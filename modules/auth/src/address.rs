//! Address text encoding

use acctreg_core::{Address, RegistryError, RegistryResult};
use bech32::{FromBase32, ToBase32, Variant};

/// Converts between raw address bytes and their text form
pub trait AddressCodec: Send + Sync {
    fn bytes_to_string(&self, bytes: &[u8]) -> RegistryResult<String>;

    fn string_to_bytes(&self, text: &str) -> RegistryResult<Vec<u8>>;
}

/// Bech32 text encoding under a fixed human-readable prefix
#[derive(Debug, Clone, PartialEq, Eq)]
pub struct Bech32Codec {
    hrp: String,
}

impl Bech32Codec {
    pub fn new(hrp: &str) -> Self {
        Self {
            hrp: hrp.to_string(),
        }
    }

    pub fn prefix(&self) -> &str {
        &self.hrp
    }
}

impl AddressCodec for Bech32Codec {
    fn bytes_to_string(&self, bytes: &[u8]) -> RegistryResult<String> {
        Address::verify_format(bytes)?;
        bech32::encode(&self.hrp, bytes.to_base32(), Variant::Bech32)
            .map_err(|e| RegistryError::InvalidAddress(e.to_string()))
    }

    fn string_to_bytes(&self, text: &str) -> RegistryResult<Vec<u8>> {
        let text = text.trim();
        if text.is_empty() {
            return Err(RegistryError::InvalidAddress("empty address string is not allowed".into()));
        }

        let (hrp, data, variant) =
            bech32::decode(text).map_err(|e| RegistryError::InvalidAddress(e.to_string()))?;
        if hrp != self.hrp {
            return Err(RegistryError::InvalidAddress(format!(
                "invalid Bech32 prefix; expected {}, got {}",
                self.hrp, hrp
            )));
        }
        if variant != Variant::Bech32 {
            return Err(RegistryError::InvalidAddress("expected Bech32, got Bech32m".into()));
        }

        let bytes = Vec::<u8>::from_base32(&data)
            .map_err(|e| RegistryError::InvalidAddress(e.to_string()))?;
        Address::verify_format(&bytes)?;
        Ok(bytes)
    }
}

ACTION ITEM
Each line of the entries above that includes the string "encoding" should be copied out.

TASK ANSWER
//! Address text encoding
/// Bech32 text encoding under a fixed human-readable prefix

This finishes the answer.